Scenes feel painfully short. Conversations often end when it feels like there’s more left to be said. For example, when Jack Bellet catches a local politician in a compromising situation at a motel, the politician begs “This isn’t news.” Jack says it is news, and rather than discuss it further the politician just walks out of the scene. It feels like both men should have more to say about this potential blackmail and corruption, but nope.

Or when Romana goes to a motel to examine the dead actor’s room, as she leaves she meets another woman, Tina Grey, the actor’s girlfriend. Never mind the obvious question of “why is Tina sitting on a bench outside her dead boyfriend’s motel” (are we even outside the motel, the abstraction of space makes me wonder), but then you talk with her for all of 30 seconds about how the suicide might be a murder… and then you literally walk away from the conversation. There’s so much more to be said and discussed. The sudden ending betrays both characters.

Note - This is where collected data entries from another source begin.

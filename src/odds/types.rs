//! Normalized odds data and the Odds API wire format.

use rust_decimal::Decimal;
use serde::{Deserialize, Serialize};
use strum::{Display, EnumString};
use time::format_description::well_known::Rfc3339;
use time::{Date, OffsetDateTime, UtcOffset};

use crate::error::FeedError;

/// Market key for two-way head-to-head (moneyline) odds.
pub const H2H_MARKET: &str = "h2h";

/// Side of a two-way event.
///
/// `Home` is outcome A and `Away` is outcome B. The home label is whatever
/// the adapter declared first for the event, never the first quote seen.
#[derive(
    Debug, Clone, Copy, PartialEq, Eq, Hash, Serialize, Deserialize, Display, EnumString, Default,
)]
#[serde(rename_all = "lowercase")]
#[strum(serialize_all = "lowercase")]
pub enum Side {
    /// First declared outcome (outcome A).
    #[default]
    Home,
    /// Second declared outcome (outcome B).
    Away,
}

/// A bookmaker as identified by the odds source.
#[derive(Debug, Clone, PartialEq, Eq, Hash)]
pub struct Bookmaker {
    /// Stable identifier (e.g. "pinnacle"), used by allow-lists.
    pub key: String,
    /// Display name (e.g. "Pinnacle").
    pub title: String,
    /// Bookmaker page for the event, when the source provides one.
    pub link: Option<String>,
}

impl Bookmaker {
    /// Create a bookmaker.
    pub fn new(key: impl Into<String>, title: impl Into<String>) -> Self {
        Self {
            key: key.into(),
            title: title.into(),
            link: None,
        }
    }

    /// Attach the bookmaker's event page.
    pub fn with_link(mut self, link: Option<String>) -> Self {
        self.link = link.filter(|l| !l.is_empty());
        self
    }
}

/// One bookmaker's decimal price for one outcome of one event.
#[derive(Debug, Clone, PartialEq)]
pub struct Quote {
    /// Event the quote belongs to.
    pub event_id: String,
    /// Outcome label (team or player name).
    pub outcome: String,
    /// Quoting bookmaker.
    pub bookmaker: Bookmaker,
    /// Decimal odds.
    pub odds: Decimal,
}

/// A scheduled two-way contest with its quotes.
#[derive(Debug, Clone, PartialEq)]
pub struct Event {
    /// Event identifier from the odds source.
    pub id: String,
    /// Sport key (e.g. "basketball_nba").
    pub sport_key: String,
    /// Human readable sport or league title (e.g. "NBA").
    pub sport_title: String,
    /// Outcome A label.
    pub home: String,
    /// Outcome B label.
    pub away: String,
    /// Scheduled start, UTC.
    pub commence_time: OffsetDateTime,
    /// Quotes in the order the source delivered them.
    pub quotes: Vec<Quote>,
}

impl Event {
    /// Get the outcome label for a side.
    pub fn label(&self, side: Side) -> &str {
        match side {
            Side::Home => &self.home,
            Side::Away => &self.away,
        }
    }

    /// Map an outcome label back to a side, if it is one of the two declared outcomes.
    pub fn side_of(&self, outcome: &str) -> Option<Side> {
        if outcome == self.home {
            Some(Side::Home)
        } else if outcome == self.away {
            Some(Side::Away)
        } else {
            None
        }
    }

    /// Start date in UTC.
    pub fn start_date(&self) -> Date {
        self.commence_time.to_offset(UtcOffset::UTC).date()
    }

    /// Append a quote for this event.
    pub fn push_quote(&mut self, bookmaker: Bookmaker, outcome: impl Into<String>, odds: Decimal) {
        self.quotes.push(Quote {
            event_id: self.id.clone(),
            outcome: outcome.into(),
            bookmaker,
            odds,
        });
    }
}

/// Event as returned by `GET /v4/sports/{sport}/odds`.
#[derive(Debug, Clone, Deserialize)]
pub struct ApiEvent {
    /// Event id.
    pub id: String,
    /// Sport key.
    pub sport_key: String,
    /// Sport title.
    #[serde(default)]
    pub sport_title: Option<String>,
    /// ISO-8601 start time.
    pub commence_time: String,
    /// Home team or first player.
    pub home_team: Option<String>,
    /// Away team or second player.
    pub away_team: Option<String>,
    /// Bookmaker odds.
    #[serde(default)]
    pub bookmakers: Vec<ApiBookmaker>,
}

/// Bookmaker block in an API event.
#[derive(Debug, Clone, Deserialize)]
pub struct ApiBookmaker {
    /// Bookmaker key.
    pub key: String,
    /// Bookmaker title.
    pub title: String,
    /// Event page, present when requested with `includeLinks=true`.
    #[serde(default)]
    pub link: Option<String>,
    /// Markets quoted by the bookmaker.
    #[serde(default)]
    pub markets: Vec<ApiMarket>,
}

/// Market block in an API bookmaker.
#[derive(Debug, Clone, Deserialize)]
pub struct ApiMarket {
    /// Market key ("h2h", "spreads", ...).
    pub key: String,
    /// Outcome prices.
    #[serde(default)]
    pub outcomes: Vec<ApiOutcome>,
}

/// Single outcome price.
#[derive(Debug, Clone, Deserialize)]
pub struct ApiOutcome {
    /// Outcome name.
    pub name: String,
    /// Decimal price.
    pub price: Decimal,
}

impl ApiEvent {
    /// Normalize into an [`Event`], keeping only head-to-head quotes.
    pub fn into_event(self) -> Result<Event, FeedError> {
        let commence_time = OffsetDateTime::parse(&self.commence_time, &Rfc3339)
            .map_err(|e| {
                FeedError::ParseError(format!(
                    "event {}: bad commence_time {:?}: {}",
                    self.id, self.commence_time, e
                ))
            })?
            .to_offset(UtcOffset::UTC);

        let (home, away) = match (self.home_team, self.away_team) {
            (Some(home), Some(away)) if home != away => (home, away),
            _ => {
                return Err(FeedError::ParseError(format!(
                    "event {}: missing or identical participants",
                    self.id
                )))
            }
        };

        let mut event = Event {
            sport_title: self.sport_title.unwrap_or_else(|| self.sport_key.clone()),
            id: self.id,
            sport_key: self.sport_key,
            home,
            away,
            commence_time,
            quotes: Vec::new(),
        };

        for bookmaker in self.bookmakers {
            let book = Bookmaker::new(bookmaker.key, bookmaker.title).with_link(bookmaker.link);
            for market in bookmaker.markets.into_iter().filter(|m| m.key == H2H_MARKET) {
                for outcome in market.outcomes {
                    event.push_quote(book.clone(), outcome.name, outcome.price);
                }
            }
        }

        Ok(event)
    }
}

It becomes clear that these are not people, they’re just pawns of the plot. They’re not acting on any logical or realistic motivations, they’re just moving where the story demands, with no care towards nuance or realism or natural human interaction. These people are supposed to be investigators of one kind or another, yet I’m constantly watching them screw up their job, walking away early, not pressing questions, not asking questions, and just in general being horrible at their supposed jobs.

It’s as if the game is so enamored with its scene transitions that it constantly rushes through the scenes to get back to the transitions.

The abstracted spatial awareness isn’t a problem at first, but it becomes problematic once the story begins hinting at a real estate conspiracy. The game hypes up this conspiracy as a massive case of corruption, and it certainly sounds bad: You’ve got a big movie studio and the local government conspiring to illegally take land from citizens. However, in reality they’re conspiring to steal land from just one person, a hermit who lives in the swamps who’s gone kinda nuts chasing the “white gator” that ate his family. Oh, and the land is going to be used to prop up the economy of the little town, benefitting everyone who lives there.

When the story explicitly deals with land management, it helps for an audience to understand the layout of that land. The staging here, with its abstract transitions, hides that layout from us to the point where I feel duped. I spent the whole game thinking this was a corruption case on the level of Chinatown, turns out it’s not even on the level of Rango.

Knee Deep sets itself on an elaborate and cleverly designed stage. Alas, it’s a striking and memorable setting that ruins everything it touches.